Kathmandu - At least 13 Nepalese soldiers were killed
Thursday trying to put out a forest fire in central Nepal, officials
said.
The soldiers were killed when the forest fire in Ramechaap
district, about 100 kilometres east of Kathmandu, changed course,
cutting off the soldiers' escape route, the district police office
said.
The soldiers who died were part of a 130-member team deployed to
put out the massive blaze in a pine forest in the Srikandanda hills
close to the town of Ramechaap Bazar.
Police said the fire raged out of control and was threatening a
hospital in the town when the soldiers were deployed.

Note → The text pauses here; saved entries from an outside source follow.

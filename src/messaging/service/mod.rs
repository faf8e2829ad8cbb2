//! # Queue Service
//!
//! Transport abstraction between the broker and the consume loop.

pub mod providers;
pub mod traits;
pub mod types;

pub use providers::InMemoryQueueService;
#[cfg(feature = "rabbitmq")]
pub use providers::RabbitMqQueueService;
pub use traits::QueueService;
pub use types::{Delivery, ReceiptHandle};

'The rescue teams have recovered the bodies of 13 soldiers who
died in the accident,' chief government administrator Jitendra
Bahadur Bhandari said.
'At least two other soldiers could be missing, but we will know
other details only after all soldiers return to barracks and are
accounted for,' Bhandari said.
The cause of the fire was not immediately known, but officials
said they suspected the fire was started by a cigarette thrown by
people venturing into the forest.
There was also the possibility that the fire could have started
from a market organized in the town close to the forest every
Thursday, Bhandari said.
Forest fires are common in Nepal during April and early May.
However, they have been particularly bad this year because of nearly
five months in which much of the country did not receive any rain.
The country's meteorological department in its report said many
parts of the country had received less than half the normal rainfall
in March after five months of drought-like conditions.